The 11 girls on the team and the two coaches, Lee and Kerri Wallace are all doing what they love. Wallace marched for 10 years before becoming a coach, which she has done with Lee, her former coach for the last two years. Lee has been coaching for 30 years. There is no doubt that they are all passionate about what they do, but they tend to feel slighted at times.
“People usually think that all color guard does is we march at the field shows for football games and we do parades,” said freshman Sonya McCree, “but they don’t really see that we do a lot more than that.”
There are misconceptions when it comes to color guard and the team does not often get the chance to defend themselves. WGI calls it a sport of the arts and it is in fact a sport. The team wants people to understand that it is not just a frilly, girly activity. It can be very intense.
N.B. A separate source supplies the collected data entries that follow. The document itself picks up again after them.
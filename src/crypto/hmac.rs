//! # HMAC Provider
//!
//! HS256 (HMAC with SHA-256). Registered at private scope only: computing a
//! MAC always requires the secret, so there is nothing to offer public-scope
//! callers.

use hmac::{Hmac, Mac};
use sha2::Sha256;

use crate::crypto::{CryptoKey, SubtleCrypto};
use crate::error::{Error, Result};
use crate::jose::b64;
use crate::jose::jwk::{Jwk, KTY_OCT};

type HmacSha256 = Hmac<Sha256>;

/// HS256 signer/verifier.
pub struct HmacSha256Provider;

impl SubtleCrypto for HmacSha256Provider {
    fn import_key(&self, jwk: &Jwk) -> Result<CryptoKey> {
        if jwk.kty != KTY_OCT {
            return Err(Error::KeyFormat(format!("expected an oct key, found {}", jwk.kty)));
        }
        let Some(k) = &jwk.k else {
            return Err(Error::KeyFormat("missing required field k".to_string()));
        };
        Ok(CryptoKey::Secret(b64::decode(k)?))
    }

    fn sign(&self, key: &CryptoKey, data: &[u8]) -> Result<Vec<u8>> {
        let mut mac = mac_for(key)?;
        mac.update(data);
        Ok(mac.finalize().into_bytes().to_vec())
    }

    fn verify(&self, key: &CryptoKey, signature: &[u8], data: &[u8]) -> Result<bool> {
        let mut mac = mac_for(key)?;
        mac.update(data);
        Ok(mac.verify_slice(signature).is_ok())
    }
}

fn mac_for(key: &CryptoKey) -> Result<HmacSha256> {
    let CryptoKey::Secret(secret) = key else {
        return Err(Error::KeyFormat("HS256 requires a symmetric key".to_string()));
    };
    HmacSha256::new_from_slice(secret)
        .map_err(|e| Error::KeyFormat(format!("invalid HMAC key: {e}")))
}

#[cfg(test)]
mod tests {
    use super::*;

    #[test]
    fn mac_round_trip() {
        let provider = HmacSha256Provider;
        let key = provider
            .import_key(&Jwk {
                kty: KTY_OCT.to_string(),
                k: Some(b64::encode(b"a shared secret")),
                ..Jwk::default()
            })
            .expect("should import");

        let tag = provider.sign(&key, b"data").expect("should sign");
        assert_eq!(tag.len(), 32);
        assert!(provider.verify(&key, &tag, b"data").expect("should verify"));
        assert!(!provider.verify(&key, &tag, b"tampered").expect("should verify"));
    }

    #[test]
    fn rejects_non_oct_keys() {
        let provider = HmacSha256Provider;
        let err = provider.import_key(&Jwk {
            kty: "EC".to_string(),
            ..Jwk::default()
        });
        assert!(matches!(err, Err(Error::KeyFormat(_))));
    }
}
“So far we have a fractured finger, a sprained ankle, a torn ligament and a consistent bleeder,” said Lee, jokingly. “Regardless of the pain and how tired they are, they never complain, they come to practice and they work through the pain.”
Despite the injuries and false impressions, the Mansfield High color guard team will never stop putting their all into what they do.
“A lot of people don’t think that we work as hard as the football players and stuff like that, but we have long practices and it’s a lot of hard work,” said freshman Erika Leuchte.
The team deserves credit for all the effort they put into their practices, competitions and becoming better as a whole.
“It’s a lot of fun because it pays off when you compete,” freshman Kristen Wholley explained.
Though it is currently an all girl team, boys are allowed to join. Lee is always taking fall and winter guard registrations for students in grades 7-12. They are hoping to start a JV team so the students in the middle school will acquire more skill before they are on a team with the more experienced high school students. To contact Lee about registering, email him at email@example.com.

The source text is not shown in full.